What is needed:
Count every line in the following entries that holds the word "bool". Only the number should be given.

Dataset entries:
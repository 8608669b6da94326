//! Bounded drop-oldest frame queue

use std::collections::VecDeque;
use std::sync::{Mutex, PoisonError};

use tokio::sync::Notify;

/// Default queue capacity for buffered output
pub const DEFAULT_CAPACITY: usize = 20;

/// Largest capacity a viewer may ask for with `wait`
pub const MAX_CAPACITY: usize = 1000;

struct QueueState<T> {
    items: VecDeque<T>,
    closed: bool,
}

/// Single-producer, single-consumer queue that never blocks the producer
///
/// When full, a push evicts the oldest entry.
pub struct FrameQueue<T> {
    state: Mutex<QueueState<T>>,
    notify: Notify,
    capacity: usize,
}

impl<T> FrameQueue<T> {
    /// Create a queue holding at most `capacity` items (minimum 1)
    ///
    /// Storage grows with the items actually queued.
    pub fn new(capacity: usize) -> Self {
        let capacity = capacity.max(1);
        Self {
            state: Mutex::new(QueueState {
                items: VecDeque::new(),
                closed: false,
            }),
            notify: Notify::new(),
            capacity,
        }
    }

    pub fn capacity(&self) -> usize {
        self.capacity
    }

    pub fn len(&self) -> usize {
        self.lock().items.len()
    }

    pub fn is_empty(&self) -> bool {
        self.len() == 0
    }

    /// Push an item, returning whether the oldest item was dropped for it
    pub fn push(&self, item: T) -> bool {
        let dropped = {
            let mut state = self.lock();
            let dropped = if state.items.len() >= self.capacity {
                state.items.pop_front();
                true
            } else {
                false
            };
            state.items.push_back(item);
            dropped
        };

        self.notify.notify_one();
        dropped
    }

    /// Wait for the next item; `None` once closed and drained
    pub async fn pop(&self) -> Option<T> {
        loop {
            {
                let mut state = self.lock();
                if let Some(item) = state.items.pop_front() {
                    return Some(item);
                }
                if state.closed {
                    return None;
                }
            }
            self.notify.notified().await;
        }
    }

    /// Mark the queue closed; queued items can still be popped
    pub fn close(&self) {
        self.lock().closed = true;
        self.notify.notify_one();
    }

    fn lock(&self) -> std::sync::MutexGuard<'_, QueueState<T>> {
        self.state.lock().unwrap_or_else(PoisonError::into_inner)
    }
}
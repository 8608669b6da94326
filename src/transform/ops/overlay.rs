//! Text overlays

use std::str::FromStr;

use image::{Rgba, RgbImage};

use super::color::{parse_color, BLACK, WHITE};
use super::font::draw_text;
use crate::error::TransformError;
use crate::params::flag_enabled;
use crate::source::Frame;

/// Wall-clock format drawn by [`TimestampOverlay`]
pub const TIMESTAMP_FORMAT: &str = "%d/%m/%Y %H:%M:%S";

const TIMESTAMP_ORIGIN: (u32, u32) = (10, 10);
const TIMESTAMP_SCALE: u32 = 2;

const SEQUENCE_ORIGIN: (u32, u32) = (40, 40);
const SEQUENCE_SCALE: u32 = 3;

/// Draw the current local time in the top-left corner
#[derive(Debug, Clone, Copy, PartialEq, Eq, Default)]
pub struct TimestampOverlay;

impl TimestampOverlay {
    pub fn apply(&self, mut image: RgbImage) -> RgbImage {
        let text = chrono::Local::now().format(TIMESTAMP_FORMAT).to_string();
        let (x, y) = TIMESTAMP_ORIGIN;
        draw_text(&mut image, &text, x, y, TIMESTAMP_SCALE, BLACK);
        image
    }
}

impl FromStr for TimestampOverlay {
    type Err = TransformError;

    fn from_str(s: &str) -> Result<Self, Self::Err> {
        if flag_enabled(s) {
            Ok(TimestampOverlay)
        } else {
            Err(TransformError::invalid("timestamp", s))
        }
    }
}

/// Draw the frame sequence number
#[derive(Debug, Clone, Copy, PartialEq, Eq)]
pub struct SequenceOverlay {
    pub color: Rgba<u8>,
}

impl SequenceOverlay {
    pub fn apply(&self, mut image: RgbImage, frame: &Frame) -> RgbImage {
        let (x, y) = SEQUENCE_ORIGIN;
        draw_text(
            &mut image,
            &frame.sequence.to_string(),
            x,
            y,
            SEQUENCE_SCALE,
            self.color,
        );
        image
    }
}

impl Default for SequenceOverlay {
    fn default() -> Self {
        Self { color: WHITE }
    }
}

impl FromStr for SequenceOverlay {
    type Err = TransformError;

    /// The value is an overlay colour; plain flag values (`true`, `1`) mean white
    fn from_str(s: &str) -> Result<Self, Self::Err> {
        match parse_color(s) {
            Ok(color) => Ok(SequenceOverlay { color }),
            Err(_) if flag_enabled(s) => Ok(SequenceOverlay::default()),
            Err(e) => Err(e),
        }
    }
}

Output for this exercise:
3